■ **Entries provided**:
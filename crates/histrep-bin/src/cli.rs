// SPDX-License-Identifier: PolyForm-Noncommercial-1.0.0
// Copyright (c) 2025 Sylvex. All rights reserved.

//! CLI argument parsing and command definitions.
//!
//! - `run`: Start replication (default)
//! - `validate`: Validate configuration and points file
//! - `version`: Show version information

use std::path::PathBuf;

use clap::{Args, Parser, Subcommand};

// =============================================================================
// Main CLI Structure
// =============================================================================

/// histrep - historian data replicator
///
/// Copies time-series data from a source historian to a destination
/// historian, either as it arrives or by backfilling a past window.
#[derive(Parser, Debug)]
#[command(
    name = "histrep",
    author = "Sylvex <contact@sylvex.io>",
    version = histrep_core::VERSION,
    about = "Historian data replicator",
    long_about = None,
    propagate_version = true
)]
pub struct Cli {
    /// Configuration file path
    #[arg(
        short,
        long,
        default_value = "histrep.yaml",
        env = "HISTREP_CONFIG",
        global = true
    )]
    pub config: PathBuf,

    /// Log level (trace, debug, info, warn, error); defaults to the config file's level
    #[arg(short, long, global = true)]
    pub log_level: Option<String>,

    /// Log format (text, json, compact); defaults to the config file's format
    #[arg(long, global = true)]
    pub log_format: Option<LogFormat>,

    /// Enable quiet mode (minimal output)
    #[arg(short, long, global = true)]
    pub quiet: bool,

    /// Enable verbose output
    #[arg(short, long, global = true)]
    pub verbose: bool,

    /// Subcommand to execute
    #[command(subcommand)]
    pub command: Option<Commands>,
}

// =============================================================================
// Subcommands
// =============================================================================

/// Available subcommands for the histrep CLI.
#[derive(Subcommand, Debug, Clone)]
pub enum Commands {
    /// Start replicating
    ///
    /// This is the default command when no subcommand is specified.
    /// Runs until SIGINT or SIGTERM.
    Run(RunArgs),

    /// Validate the configuration and points file
    ///
    /// Parses and validates both files without contacting any historian.
    Validate(ValidateArgs),

    /// Show detailed version information
    Version,
}

// =============================================================================
// Command Arguments
// =============================================================================

/// Arguments for the `run` command.
#[derive(Args, Debug, Default, Clone)]
pub struct RunArgs {
    /// Exit once historical recovery has finished instead of waiting for a signal
    #[arg(long)]
    pub exit_when_done: bool,
}

/// Arguments for the `validate` command.
#[derive(Args, Debug, Clone)]
pub struct ValidateArgs {
    /// Show parsed configuration after validation
    #[arg(short, long)]
    pub show_config: bool,

    /// Output format for validation results
    #[arg(short, long, default_value = "text")]
    pub format: OutputFormat,

    /// Strict mode: treat warnings as errors
    #[arg(long)]
    pub strict: bool,
}

// =============================================================================
// Enums
// =============================================================================

/// Log output format.
#[derive(Debug, Clone, Copy, Default, PartialEq, Eq, clap::ValueEnum)]
pub enum LogFormat {
    /// Human-readable text format
    #[default]
    Text,
    /// JSON format for structured logging
    Json,
    /// Compact format for minimal output
    Compact,
}

impl From<histrep_config::LogFormat> for LogFormat {
    fn from(format: histrep_config::LogFormat) -> Self {
        match format {
            histrep_config::LogFormat::Pretty => LogFormat::Text,
            histrep_config::LogFormat::Compact => LogFormat::Compact,
            histrep_config::LogFormat::Json => LogFormat::Json,
        }
    }
}

/// Output format for command results.
#[derive(Debug, Clone, Copy, Default, PartialEq, Eq, clap::ValueEnum)]
pub enum OutputFormat {
    /// Human-readable text format
    #[default]
    Text,
    /// JSON format for programmatic parsing
    Json,
    /// YAML format
    Yaml,
}

// =============================================================================
// Helper Methods
// =============================================================================

impl Cli {
    /// Parse CLI arguments from the command line.
    pub fn parse_args() -> Self {
        Self::parse()
    }

    /// Get the effective command, defaulting to `Run` if none specified.
    pub fn effective_command(&self) -> Commands {
        self.command
            .clone()
            .unwrap_or_else(|| Commands::Run(RunArgs::default()))
    }

    /// Check if verbose logging is enabled.
    pub fn is_verbose(&self) -> bool {
        self.verbose && !self.quiet
    }

    /// Get the effective log level.
    ///
    /// `-q` and `-v` win over `-l`, which wins over `configured`.
    pub fn effective_log_level(&self, configured: Option<histrep_config::LogLevel>) -> String {
        if self.quiet {
            "warn".to_string()
        } else if self.verbose {
            "debug".to_string()
        } else if let Some(level) = &self.log_level {
            level.clone()
        } else {
            configured.unwrap_or_default().as_str().to_string()
        }
    }

    /// Get the effective log format; `--log-format` wins over `configured`.
    pub fn effective_log_format(&self, configured: Option<histrep_config::LogFormat>) -> LogFormat {
        self.log_format
            .or_else(|| configured.map(LogFormat::from))
            .unwrap_or_default()
    }
}

impl Default for ValidateArgs {
    fn default() -> Self {
        Self {
            show_config: false,
            format: OutputFormat::Text,
            strict: false,
        }
    }
}

// =============================================================================
// Tests
// =============================================================================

■ **Exercise requirements**:
Exactly as they appear above, the records are to be transcribed in full.

■ **Your response**:
filename crates/histrep-bin/src/cli.rs
// SPDX-License-Identifier: PolyForm-Noncommercial-1.0.0
// Copyright (c) 2025 Sylvex. All rights reserved.

//! CLI argument parsing and command definitions.
//!
//! - `run`: Start replication (default)
//! - `validate`: Validate configuration and points file
//! - `version`: Show version information

use std::path::PathBuf;

use clap::{Args, Parser, Subcommand};

// =============================================================================
// Main CLI Structure
// =============================================================================

/// histrep - historian data replicator
///
/// Copies time-series data from a source historian to a destination
/// historian, either as it arrives or by backfilling a past window.
#[derive(Parser, Debug)]
#[command(
    name = "histrep",
    author = "Sylvex <contact@sylvex.io>",
    version = histrep_core::VERSION,
    about = "Historian data replicator",
    long_about = None,
    propagate_version = true
)]
pub struct Cli {
    /// Configuration file path
    #[arg(
        short,
        long,
        default_value = "histrep.yaml",
        env = "HISTREP_CONFIG",
        global = true
    )]
    pub config: PathBuf,

    /// Log level (trace, debug, info, warn, error); defaults to the config file's level
    #[arg(short, long, global = true)]
    pub log_level: Option<String>,

    /// Log format (text, json, compact); defaults to the config file's format
    #[arg(long, global = true)]
    pub log_format: Option<LogFormat>,

    /// Enable quiet mode (minimal output)
    #[arg(short, long, global = true)]
    pub quiet: bool,

    /// Enable verbose output
    #[arg(short, long, global = true)]
    pub verbose: bool,

    /// Subcommand to execute
    #[command(subcommand)]
    pub command: Option<Commands>,
}

// =============================================================================
// Subcommands
// =============================================================================

/// Available subcommands for the histrep CLI.
#[derive(Subcommand, Debug, Clone)]
pub enum Commands {
    /// Start replicating
    ///
    /// This is the default command when no subcommand is specified.
    /// Runs until SIGINT or SIGTERM.
    Run(RunArgs),

    /// Validate the configuration and points file
    ///
    /// Parses and validates both files without contacting any historian.
    Validate(ValidateArgs),

    /// Show detailed version information
    Version,
}

// =============================================================================
// Command Arguments
// =============================================================================

/// Arguments for the `run` command.
#[derive(Args, Debug, Default, Clone)]
pub struct RunArgs {
    /// Exit once historical recovery has finished instead of waiting for a signal
    #[arg(long)]
    pub exit_when_done: bool,
}

/// Arguments for the `validate` command.
#[derive(Args, Debug, Clone)]
pub struct ValidateArgs {
    /// Show parsed configuration after validation
    #[arg(short, long)]
    pub show_config: bool,

    /// Output format for validation results
    #[arg(short, long, default_value = "text")]
    pub format: OutputFormat,

    /// Strict mode: treat warnings as errors
    #[arg(long)]
    pub strict: bool,
}

// =============================================================================
// Enums
// =============================================================================

/// Log output format.
#[derive(Debug, Clone, Copy, Default, PartialEq, Eq, clap::ValueEnum)]
pub enum LogFormat {
    /// Human-readable text format
    #[default]
    Text,
    /// JSON format for structured logging
    Json,
    /// Compact format for minimal output
    Compact,
}

impl From<histrep_config::LogFormat> for LogFormat {
    fn from(format: histrep_config::LogFormat) -> Self {
        match format {
            histrep_config::LogFormat::Pretty => LogFormat::Text,
            histrep_config::LogFormat::Compact => LogFormat::Compact,
            histrep_config::LogFormat::Json => LogFormat::Json,
        }
    }
}

/// Output format for command results.
#[derive(Debug, Clone, Copy, Default, PartialEq, Eq, clap::ValueEnum)]
pub enum OutputFormat {
    /// Human-readable text format
    #[default]
    Text,
    /// JSON format for programmatic parsing
    Json,
    /// YAML format
    Yaml,
}

// =============================================================================
// Helper Methods
// =============================================================================

impl Cli {
    /// Parse CLI arguments from the command line.
    pub fn parse_args() -> Self {
        Self::parse()
    }

    /// Get the effective command, defaulting to `Run` if none specified.
    pub fn effective_command(&self) -> Commands {
        self.command
            .clone()
            .unwrap_or_else(|| Commands::Run(RunArgs::default()))
    }

    /// Check if verbose logging is enabled.
    pub fn is_verbose(&self) -> bool {
        self.verbose && !self.quiet
    }

    /// Get the effective log level.
    ///
    /// `-q` and `-v` win over `-l`, which wins over `configured`.
    pub fn effective_log_level(&self, configured: Option<histrep_config::LogLevel>) -> String {
        if self.quiet {
            "warn".to_string()
        } else if self.verbose {
            "debug".to_string()
        } else if let Some(level) = &self.log_level {
            level.clone()
        } else {
            configured.unwrap_or_default().as_str().to_string()
        }
    }

    /// Get the effective log format; `--log-format` wins over `configured`.
    pub fn effective_log_format(&self, configured: Option<histrep_config::LogFormat>) -> LogFormat {
        self.log_format
            .or_else(|| configured.map(LogFormat::from))
            .unwrap_or_default()
    }
}

impl Default for ValidateArgs {
    fn default() -> Self {
        Self {
            show_config: false,
            format: OutputFormat::Text,
            strict: false,
        }
    }
}

// =============================================================================
// Tests
// =============================================================================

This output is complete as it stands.